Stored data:

//! Bundled image and icon assets.
//!
//! Every asset is an SVG compiled into the binary with `include_image!` and
//! decoded by the `egui_extras` loaders installed in [`crate::ui::app::App::new`].
//! The rest of the crate only ever handles the [`ImageAsset`] / [`Icon`]
//! identifiers.

use eframe::egui::{self, ImageSource, Vec2, vec2};

// ── Images ─────────────────────────────────────────────────────────────────────

/// Named raster-style images. Some have a dedicated dark-theme variant.
#[derive(Debug, Clone, Copy, PartialEq, Eq, Hash)]
pub enum ImageAsset {
    WelcomeBackground,
    WelcomeIllustration,
    Logo,
    DesertChic,
    TinyTerrariums,
    JungleVibes,
    EasyCare,
    Statements,
}

impl ImageAsset {
    /// Resolve the asset for the given theme flag.
    pub fn source(self, dark: bool) -> ImageSource<'static> {
        match (self, dark) {
            (Self::WelcomeBackground, false) => {
                egui::include_image!("../assets/images/welcome_bg_light.svg")
            }
            (Self::WelcomeBackground, true) => {
                egui::include_image!("../assets/images/welcome_bg_dark.svg")
            }
            (Self::WelcomeIllustration, false) => {
                egui::include_image!("../assets/images/welcome_illos_light.svg")
            }
            (Self::WelcomeIllustration, true) => {
                egui::include_image!("../assets/images/welcome_illos_dark.svg")
            }
            (Self::Logo, false) => egui::include_image!("../assets/images/logo_light.svg"),
            (Self::Logo, true) => egui::include_image!("../assets/images/logo_dark.svg"),
            (Self::DesertChic, _) => egui::include_image!("../assets/images/desert_chic.svg"),
            (Self::TinyTerrariums, _) => {
                egui::include_image!("../assets/images/tiny_terrariums.svg")
            }
            (Self::JungleVibes, _) => egui::include_image!("../assets/images/jungle_vibes.svg"),
            (Self::EasyCare, _) => egui::include_image!("../assets/images/easy_care.svg"),
            (Self::Statements, _) => egui::include_image!("../assets/images/statements.svg"),
        }
    }

    /// Natural size of the artwork, used for layout while the texture is
    /// still loading (or when no loader could decode it).
    pub fn fallback_size(self) -> Vec2 {
        match self {
            Self::WelcomeBackground => vec2(360.0, 640.0),
            Self::WelcomeIllustration => vec2(310.0, 280.0),
            Self::Logo => vec2(132.0, 32.0),
            Self::DesertChic
            | Self::TinyTerrariums
            | Self::JungleVibes
            | Self::EasyCare
            | Self::Statements => vec2(200.0, 200.0),
        }
    }
}

// ── Icons ──────────────────────────────────────────────────────────────────────

/// Single-color vector icons. Drawn white in the SVG and tinted at paint time.
#[derive(Debug, Clone, Copy, PartialEq, Eq, Hash)]
pub enum Icon {
    Home,
    FavoriteBorder,
    AccountCircle,
    ShoppingCart,
    Search,
}

impl Icon {
    pub fn source(self) -> ImageSource<'static> {
        match self {
            Self::Home => egui::include_image!("../assets/icons/home.svg"),
            Self::FavoriteBorder => egui::include_image!("../assets/icons/favorite_border.svg"),
            Self::AccountCircle => egui::include_image!("../assets/icons/account_circle.svg"),
            Self::ShoppingCart => egui::include_image!("../assets/icons/shopping_cart.svg"),
            Self::Search => egui::include_image!("../assets/icons/search.svg"),
        }
    }
}

#[cfg(test)]
mod tests {
    use super::*;

    fn uri(source: ImageSource<'static>) -> String {
        match source {
            ImageSource::Bytes { uri, .. } => uri.into_owned(),
            ImageSource::Uri(uri) => uri.into_owned(),
            ImageSource::Texture(_) => String::new(),
        }
    }

    #[test]
    fn themed_assets_have_distinct_dark_variants() {
        for asset in [
            ImageAsset::WelcomeBackground,
            ImageAsset::WelcomeIllustration,
            ImageAsset::Logo,
        ] {
            assert_ne!(uri(asset.source(false)), uri(asset.source(true)), "{asset:?}");
        }
    }

    #[test]
    fn card_images_ignore_the_theme_flag() {
        assert_eq!(
            uri(ImageAsset::JungleVibes.source(false)),
            uri(ImageAsset::JungleVibes.source(true))
        );
    }

    #[test]
    fn every_asset_is_an_svg() {
        assert!(uri(Icon::Search.source()).ends_with(".svg"));
        assert!(uri(ImageAsset::Statements.source(true)).ends_with(".svg"));
    }
}
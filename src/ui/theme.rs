//! Theme provider: palette, typography scale and shape tokens.
//!
//! `AppTheme` is built once per frame from the dark-mode flag and handed to
//! every screen; `AppTheme::style` translates it into the egui style that the
//! stock widgets pick up.

use eframe::egui::{self, Color32, CornerRadius, FontId, Style, TextStyle, Visuals};

use crate::ui::colors::{DARK_PALETTE, LIGHT_PALETTE, Palette};

/// Font sizes of the typography scale, in points.
#[derive(Debug, Clone, PartialEq)]
pub struct Typography {
    pub h1: FontId,
    pub h2: FontId,
    pub subtitle1: FontId,
    pub body1: FontId,
    pub body2: FontId,
    pub button: FontId,
    pub caption: FontId,
}

impl Default for Typography {
    fn default() -> Self {
        Self {
            h1: FontId::proportional(18.0),
            h2: FontId::proportional(14.0),
            subtitle1: FontId::proportional(16.0),
            body1: FontId::proportional(14.0),
            body2: FontId::proportional(12.0),
            button: FontId::proportional(14.0),
            caption: FontId::proportional(12.0),
        }
    }
}

/// Corner radii.
#[derive(Debug, Clone, Copy, PartialEq, Eq)]
pub struct Shapes {
    pub small: CornerRadius,
    pub medium: CornerRadius,
}

impl Default for Shapes {
    fn default() -> Self {
        Self {
            small: CornerRadius::same(4),
            medium: CornerRadius::same(24),
        }
    }
}

#[derive(Debug, Clone, PartialEq)]
pub struct AppTheme {
    pub dark: bool,
    pub palette: Palette,
    pub typography: Typography,
    pub shapes: Shapes,
}

impl AppTheme {
    pub fn new(dark: bool) -> Self {
        Self {
            dark,
            palette: if dark { *DARK_PALETTE } else { *LIGHT_PALETTE },
            typography: Typography::default(),
            shapes: Shapes::default(),
        }
    }

    pub fn egui_theme(&self) -> egui::Theme {
        if self.dark {
            egui::Theme::Dark
        } else {
            egui::Theme::Light
        }
    }

    pub fn visuals(&self) -> Visuals {
        let p = &self.palette;
        let mut visuals = if self.dark {
            Visuals::dark()
        } else {
            Visuals::light()
        };

        visuals.override_text_color = Some(p.on_background);
        visuals.panel_fill = p.background;
        visuals.window_fill = p.surface;
        visuals.extreme_bg_color = p.background;
        visuals.faint_bg_color = p.surface;
        visuals.hyperlink_color = p.secondary;
        visuals.selection.bg_fill = p.secondary.gamma_multiply(0.35);
        visuals.selection.stroke.color = p.on_background;
        visuals.text_cursor.stroke.color = p.on_background;

        for widget in [
            &mut visuals.widgets.noninteractive,
            &mut visuals.widgets.inactive,
            &mut visuals.widgets.hovered,
            &mut visuals.widgets.active,
            &mut visuals.widgets.open,
        ] {
            widget.fg_stroke.color = p.on_background;
            widget.bg_stroke.color = p.on_background;
            widget.bg_fill = Color32::TRANSPARENT;
            widget.weak_bg_fill = Color32::TRANSPARENT;
        }
        visuals.widgets.noninteractive.bg_fill = p.background;
        visuals
    }

    pub fn style(&self) -> Style {
        let t = &self.typography;
        let mut style = Style {
            visuals: self.visuals(),
            ..Style::default()
        };
        style.text_styles = [
            (TextStyle::Heading, t.h1.clone()),
            (TextStyle::Body, t.body1.clone()),
            (TextStyle::Button, t.button.clone()),
            (TextStyle::Small, t.caption.clone()),
            (TextStyle::Monospace, FontId::monospace(t.body1.size)),
        ]
        .into();
        style
    }

    /// Install this theme on `ctx` for the next pass.
    pub fn apply(&self, ctx: &egui::Context) {
        let theme = self.egui_theme();
        ctx.set_style_of(theme, self.style());
        ctx.set_theme(theme);
    }
}
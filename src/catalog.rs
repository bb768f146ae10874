//! Static content: the browsable theme cards and the bottom-bar destinations.

use crate::assets::ImageAsset;
use crate::nav::Route;

/// A theme card shown in the "Browse themes" strip.
#[derive(Debug, Clone, Copy, PartialEq, Eq, Hash)]
pub enum ThemeCard {
    DesertChic,
    TinyTerrariums,
    JungleVibes,
    EasyCare,
    Statements,
}

impl ThemeCard {
    /// Catalog order, as rendered left to right.
    pub const ALL: [ThemeCard; 5] = [
        ThemeCard::DesertChic,
        ThemeCard::TinyTerrariums,
        ThemeCard::JungleVibes,
        ThemeCard::EasyCare,
        ThemeCard::Statements,
    ];

    pub fn label(self) -> &'static str {
        match self {
            Self::DesertChic => "Desert chic",
            Self::TinyTerrariums => "Tiny terrariums",
            Self::JungleVibes => "Jungle vibes",
            Self::EasyCare => "Easy care",
            Self::Statements => "Statements",
        }
    }

    pub fn image(self) -> ImageAsset {
        match self {
            Self::DesertChic => ImageAsset::DesertChic,
            Self::TinyTerrariums => ImageAsset::TinyTerrariums,
            Self::JungleVibes => ImageAsset::JungleVibes,
            Self::EasyCare => ImageAsset::EasyCare,
            Self::Statements => ImageAsset::Statements,
        }
    }
}

/// Destinations of the Home screen's bottom navigation bar, in bar order.
pub const NAV_ITEMS: [Route; 4] = [Route::Home, Route::Favorites, Route::Profile, Route::Cart];
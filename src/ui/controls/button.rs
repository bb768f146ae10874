//! Primary call-to-action button.

use eframe::egui::{Button, Response, RichText, Stroke, Ui, Widget, vec2};

use crate::ui::theme::AppTheme;

/// Full-width button filled with the secondary color.
pub struct ThemedButton<'a> {
    text: &'a str,
    theme: &'a AppTheme,
}

impl<'a> ThemedButton<'a> {
    pub const HEIGHT: f32 = 48.0;

    pub fn new(text: &'a str, theme: &'a AppTheme) -> Self {
        Self { text, theme }
    }
}

impl Widget for ThemedButton<'_> {
    fn ui(self, ui: &mut Ui) -> Response {
        let p = &self.theme.palette;
        let label = RichText::new(self.text)
            .font(self.theme.typography.button.clone())
            .color(p.on_secondary);
        Button::new(label)
            .fill(p.secondary)
            .stroke(Stroke::NONE)
            .corner_radius(self.theme.shapes.medium)
            .min_size(vec2(ui.available_width(), Self::HEIGHT))
            .ui(ui)
    }
}
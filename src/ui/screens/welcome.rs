//! Welcome screen: background art, illustration, logo and the two entry actions.

use eframe::egui::{
    self, Align, Button, CornerRadius, Frame, Image, Layout, Rect, RichText, UiBuilder, Vec2,
    pos2, vec2,
};

use crate::assets::ImageAsset;
use crate::nav::{NavController, NavOptions, NavOutcome, Route};
use crate::ui::controls::ThemedButton;
use crate::ui::controls::image::{natural_size, paint_cropped};
use crate::ui::controls::text::{baseline_label, galley};
use crate::ui::screen::{Screen, ScreenState};

pub const TAGLINE: &str = "Beautiful home garden solutions";

#[derive(Default)]
pub struct WelcomeScreen;

impl WelcomeScreen {
    const ILLUSTRATION_OFFSET: Vec2 = vec2(88.0, 72.0);
    const CONTENT_GAP: f32 = 48.0;
    const CONTENT_PADDING: f32 = 16.0;
    const TEXT_BUTTON_HEIGHT: f32 = 48.0;
    const TEXT_BUTTON_TOP: f32 = 8.0;

    /// Sign-up has no flow yet; the button is present but inert.
    pub fn on_create_account() {
        log::debug!("create account tapped: sign-up is not wired");
    }

    pub fn on_log_in(nav: &mut NavController) -> NavOutcome {
        nav.navigate(Route::Login, NavOptions::default())
    }
}

impl Screen for WelcomeScreen {
    fn route(&self) -> Route {
        Route::Welcome
    }

    fn show(&mut self, ctx: &egui::Context, state: &mut ScreenState<'_>) {
        let theme = state.theme;
        let p = &theme.palette;
        let mut log_in = false;

        egui::CentralPanel::default()
            .frame(Frame::new().fill(p.primary))
            .show(ctx, |ui| {
                let full = ui.max_rect();
                paint_cropped(
                    ui,
                    ImageAsset::WelcomeBackground.source(theme.dark),
                    full,
                    CornerRadius::ZERO,
                );

                let illos = ImageAsset::WelcomeIllustration;
                let illos_size =
                    natural_size(ui.ctx(), illos.source(theme.dark), illos.fallback_size());
                let illos_rect =
                    Rect::from_min_size(full.min + Self::ILLUSTRATION_OFFSET, illos_size);
                Image::new(illos.source(theme.dark)).paint_at(ui, illos_rect);

                let content = Rect::from_min_max(
                    pos2(full.left(), illos_rect.bottom() + Self::CONTENT_GAP),
                    full.max,
                )
                .shrink(Self::CONTENT_PADDING);
                let builder = UiBuilder::new()
                    .max_rect(content)
                    .layout(Layout::top_down(Align::Center));
                ui.scope_builder(builder, |ui| {
                    let logo = ImageAsset::Logo;
                    let logo_size =
                        natural_size(ui.ctx(), logo.source(theme.dark), logo.fallback_size());
                    ui.add(Image::new(logo.source(theme.dark)).fit_to_exact_size(logo_size));

                    let tagline = galley(ui, TAGLINE, theme.typography.subtitle1.clone(), p.on_primary);
                    baseline_label(ui, tagline, 24.0, 40.0, p.on_primary);

                    if ui.add(ThemedButton::new("Create account", theme)).clicked() {
                        Self::on_create_account();
                    }

                    ui.add_space(Self::TEXT_BUTTON_TOP);
                    let text_button = Button::new(
                        RichText::new("Log in")
                            .font(theme.typography.button.clone())
                            .color(p.on_primary),
                    )
                    .frame(false)
                    .min_size(vec2(0.0, Self::TEXT_BUTTON_HEIGHT - Self::TEXT_BUTTON_TOP));
                    if ui.add(text_button).clicked() {
                        log_in = true;
                    }
                });
            });

        if log_in {
            Self::on_log_in(state.nav);
        }
    }
}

> What you have to do: Taking the line with "the secondary color." as the first and the line with "pub fn new(text: &'a" as the last, retype that stretch of the data above exactly, with no other lines.

> Output of the exercise:
/// Full-width button filled with the secondary color.
pub struct ThemedButton<'a> {
    text: &'a str,
    theme: &'a AppTheme,
}

impl<'a> ThemedButton<'a> {
    pub const HEIGHT: f32 = 48.0;

    pub fn new(text: &'a str, theme: &'a AppTheme) -> Self {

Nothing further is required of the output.